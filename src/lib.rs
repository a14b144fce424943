//! # rd-eval
//!
//! Rate-distortion comparison and encoder parameter search for video codecs.
//!
//! The library drives external encoder and metric tools, builds
//! rate-distortion curves from their output, and reduces pairs of curves to
//! Bjontegaard-style delta scores. A search loop uses the same engine as a
//! black-box objective for tuning encoder parameters.
//!
//! ## Quick Start
//!
//! ```rust,ignore
//! use rd_eval::{Acquirer, Catalog, Revision, ScratchDir, SweepOptions, SweepPlan, TaskPool};
//!
//! let catalog = Catalog::load("tools/evaluation")?;
//! let plan = SweepPlan::from_catalog(
//!     &catalog,
//!     &catalog.config.default_presets,
//!     &Revision::detect(catalog.root()),
//! )?;
//! let acquirer = Acquirer::from_catalog(&catalog, ScratchDir::create(None, "run", false)?);
//!
//! let outcome = rd_eval::run_sweep(&plan, &acquirer, &TaskPool::new(8)?, &SweepOptions::default())?;
//! outcome.table.write_csv("bd_table.csv".as_ref())?;
//! ```
//!
//! ## Modules
//!
//! - [`error`]: Error types for the library
//! - [`curve`]: Samples and rate-distortion curves
//! - [`interpolation`]: Not-a-knot cubic splines and low-order fallbacks
//! - [`bd`]: BD metric calculator
//! - [`stats`]: Aggregation of per-video scores
//! - [`catalog`]: Video, metric and preset catalogs
//! - [`acquire`]: Encoder and metric tool invocation
//! - [`pool`]: Worker pool
//! - [`sweep`]: Sweep orchestration, head-to-head comparison, reports
//! - [`search`]: Parameter search loop and study store

pub mod acquire;
pub mod bd;
pub mod catalog;
pub mod curve;
pub mod error;
pub mod interpolation;
pub mod pool;
pub mod search;
pub mod stats;
pub mod sweep;

// Re-export commonly used types
pub use acquire::{Acquirer, EncodeParams, EncoderRecipe, SampleRecord, ScratchDir};
pub use bd::{BdMode, BdOptions, bd_metric};
pub use catalog::{Catalog, Preset, VideoDescriptor};
pub use curve::{Curve, DuplicateQuality, Sample};
pub use error::{Error, Result};
pub use interpolation::LowOrder;
pub use pool::TaskPool;
pub use search::{Direction, Objective, ParameterVector, Sampler, SearchSpace, Study, optimize};
pub use stats::ScoreSpread;
pub use sweep::{
    BdTable, FailurePolicy, HeadToHead, ReferenceProfile, Revision, RunSummary, SweepOptions,
    SweepPlan, run_sweep,
};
::::
Work to complete: Write out each entry exactly, and omit nothing.

Solved exercise:
filename src/lib.rs
repository a14b144fce424943
//! # rd-eval
//!
//! Rate-distortion comparison and encoder parameter search for video codecs.
//!
//! The library drives external encoder and metric tools, builds
//! rate-distortion curves from their output, and reduces pairs of curves to
//! Bjontegaard-style delta scores. A search loop uses the same engine as a
//! black-box objective for tuning encoder parameters.
//!
//! ## Quick Start
//!
//! ```rust,ignore
//! use rd_eval::{Acquirer, Catalog, Revision, ScratchDir, SweepOptions, SweepPlan, TaskPool};
//!
//! let catalog = Catalog::load("tools/evaluation")?;
//! let plan = SweepPlan::from_catalog(
//!     &catalog,
//!     &catalog.config.default_presets,
//!     &Revision::detect(catalog.root()),
//! )?;
//! let acquirer = Acquirer::from_catalog(&catalog, ScratchDir::create(None, "run", false)?);
//!
//! let outcome = rd_eval::run_sweep(&plan, &acquirer, &TaskPool::new(8)?, &SweepOptions::default())?;
//! outcome.table.write_csv("bd_table.csv".as_ref())?;
//! ```
//!
//! ## Modules
//!
//! - [`error`]: Error types for the library
//! - [`curve`]: Samples and rate-distortion curves
//! - [`interpolation`]: Not-a-knot cubic splines and low-order fallbacks
//! - [`bd`]: BD metric calculator
//! - [`stats`]: Aggregation of per-video scores
//! - [`catalog`]: Video, metric and preset catalogs
//! - [`acquire`]: Encoder and metric tool invocation
//! - [`pool`]: Worker pool
//! - [`sweep`]: Sweep orchestration, head-to-head comparison, reports
//! - [`search`]: Parameter search loop and study store

pub mod acquire;
pub mod bd;
pub mod catalog;
pub mod curve;
pub mod error;
pub mod interpolation;
pub mod pool;
pub mod search;
pub mod stats;
pub mod sweep;

// Re-export commonly used types
pub use acquire::{Acquirer, EncodeParams, EncoderRecipe, SampleRecord, ScratchDir};
pub use bd::{BdMode, BdOptions, bd_metric};
pub use catalog::{Catalog, Preset, VideoDescriptor};
pub use curve::{Curve, DuplicateQuality, Sample};
pub use error::{Error, Result};
pub use interpolation::LowOrder;
pub use pool::TaskPool;
pub use search::{Direction, Objective, ParameterVector, Sampler, SearchSpace, Study, optimize};
pub use stats::ScoreSpread;
pub use sweep::{
    BdTable, FailurePolicy, HeadToHead, ReferenceProfile, Revision, RunSummary, SweepOptions,
    SweepPlan, run_sweep,
};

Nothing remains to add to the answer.